Véritable alliée santé ou cache-misère nutritionnel ? La salade divise les fourchettes. Avant de la bannir ou de l’adopter à chaque repas, une diététicienne nutritionniste nous aide à démêler le vrai du faux.
Janvier est là, et avec lui, la promesse de meilleures habitudes alimentaires après les excès des fêtes. Les aliments verts, censés être bénéfiques pour la santé et la silhouette, sont alors prisés. Parmi eux, la salade, qui accompagne tout, des sandwichs aux plats plus élaborés. Mais doit-on vraiment la considérer comme un légume à part entière ? Quels bénéfices nutritionnels peut-on attendre ? Passons en revue les faits.
Des nutriments essentiels dans chaque feuille
Maître nutritionniste Myriam Moussier affirme que la salade, quelle que soit sa variété, est tout aussi valable nutritionally que n’importe quel légume. Elle regorge de minéraux comme le calcium, le potassium, mais aussi de vitamines C, B9 et A. Ces nutriments sont cruciaux pour notre santé, assurant tout, du renforcement osseux à la bonne vision.
Mais pourquoi la salade est-elle parfois mal perçue ? Selon Moussier, cela peut être dû à sa faible teneur en calories (environ 15 calories pour 100 grammes) et à sa haute teneur en eau. Toutefois, elle est rassasiante grâce à sa richesse en fibres, ce qui la rend idéale pour ceux qui cherchent à perdre du poids en augmentant le volume des repas sans alourdir le total calorique.
Varier pour mieux nourrir
Pour bénéficier pleinement des avantages de la salade, il est essentiel de ne pas se limiter à quelques feuilles. Une portion idéale devrait être entre 80 et 100 grammes, accompagnée de protéines et de féculents pour un repas équilibré.

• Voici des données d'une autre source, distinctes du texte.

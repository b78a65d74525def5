use crate::types::squared_distance;
use rand::RngExt;

// Scikit uses (2+log(k)) candidates per step
fn n_candidates(k: usize) -> usize {
    2 + (k as f64).ln() as usize
}

#[inline(always)]
fn sample_by_distance(
    rng: &mut impl RngExt,
    min_distances: &[f64],
    sum: f64,
    chosen: &[bool],
) -> usize {
    let random_threshold = rng.random::<f64>() * sum;
    let mut cumsum = 0.0;

    for (i, &distance) in min_distances.iter().enumerate() {
        cumsum += distance;
        if cumsum > random_threshold {
            return i;
        }
    }

    // Rounding (or a NaN sum) pushed the threshold past the end; take the last
    // point that isn't a center yet, preferring one away from every center
    let unchosen = || (0..min_distances.len()).rev().filter(move |&i| !chosen[i]);
    unchosen()
        .find(|&i| min_distances[i] > 0.0)
        .or_else(|| unchosen().next())
        .unwrap_or(min_distances.len() - 1)
}

/// Greedy k-means++: every step samples a few candidates proportionally to
/// their squared distance from the closest chosen center and keeps the one
/// that minimises the total potential.
///
/// Returns `min(k, n)` distinct input positions.
pub fn find_initial<P: AsRef<[f64]>>(rng: &mut impl RngExt, points: &[P], k: usize) -> Vec<usize> {
    let n = points.len();

    // More clusters than points => silent clamping
    let k = k.min(n);

    let mut init_points = Vec::<usize>::with_capacity(k);
    if k == 0 {
        return init_points;
    }

    let mut chosen = vec![false; n];
    let c0 = rng.random_range(0..n);
    init_points.push(c0);
    chosen[c0] = true;

    let first = points[c0].as_ref();
    let mut min_distances: Vec<f64> = points
        .iter()
        .map(|p| squared_distance(p.as_ref(), first))
        .collect();
    let mut min_distances_sum: f64 = min_distances.iter().sum();

    let n_candidates = n_candidates(k);
    let mut candidate_min_distances = vec![vec![0.0f64; n]; n_candidates];
    let mut candidates = vec![0usize; n_candidates];
    let mut potentials = vec![0.0f64; n_candidates];

    for _ in 1..k {
        if min_distances_sum <= 0.0 {
            // Every remaining point coincides with a chosen center
            let unchosen: Vec<usize> = (0..n).filter(|&i| !chosen[i]).collect();
            let next = unchosen[rng.random_range(0..unchosen.len())];
            init_points.push(next);
            chosen[next] = true;
            continue;
        }

        for candidate in candidates.iter_mut() {
            *candidate = sample_by_distance(rng, &min_distances, min_distances_sum, &chosen);
        }

        potentials.fill(0.0);
        for (i, point) in points.iter().enumerate() {
            let (point, current_min) = (point.as_ref(), min_distances[i]);
            for (j, &candidate) in candidates.iter().enumerate() {
                let d = squared_distance(points[candidate].as_ref(), point).min(current_min);
                candidate_min_distances[j][i] = d;
                potentials[j] += d;
            }
        }

        let mut best_potential = f64::INFINITY;
        let mut best = 0;
        for (j, &potential) in potentials.iter().enumerate() {
            if potential < best_potential {
                best_potential = potential;
                best = j;
            }
        }

        std::mem::swap(&mut min_distances, &mut candidate_min_distances[best]);
        min_distances_sum = best_potential;
        init_points.push(candidates[best]);
        chosen[candidates[best]] = true;
    }

    init_points
}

De plus, diversifier les variétés de salade permet d'optimiser les apports nutritionnels.
Avec plus de 300 variétés, de la chicorée à la laitue, le choix est vaste. Plus les salades sont colorées, plus elles sont riches en nutriments. Par exemple, la frisée rouge contient des fibres et une forte dose de vitamine C, tandis que la laitue iceberg est moins nutritive.
Certaines salades peuvent provoquer des désagréments digestifs, comme la roquette. Les personnes ayant des intestins sensibles devraient opter pour des variétés plus douces comme l’endive ou la mâche.
Assaisonner avec modération
L'assaisonnement, souvent à base d'huile, est crucial. Bien que nécessaire, il doit être utilisé avec parcimonie. Par exemple, une cuillère à soupe d'huile d'olive contient 90 calories. Privilégiez les huiles riches en oméga-3, comme l'huile de lin ou de noix, et évitez les sauces industrielles bourrées d'additifs.
Une alternative faite maison à base de yaourt et d'herbes peut également rehausser vos plats tout en préservant leur valeur nutritionnelle. Moussier insiste sur l'importance du fait maison pour une nutrition optimale.
(1) Myriam Moussier est l’auteure de Ma cuisine en équilibre, à paraître aux éditions Flammarion le 14 février 2024, 256 pages, 20,90€.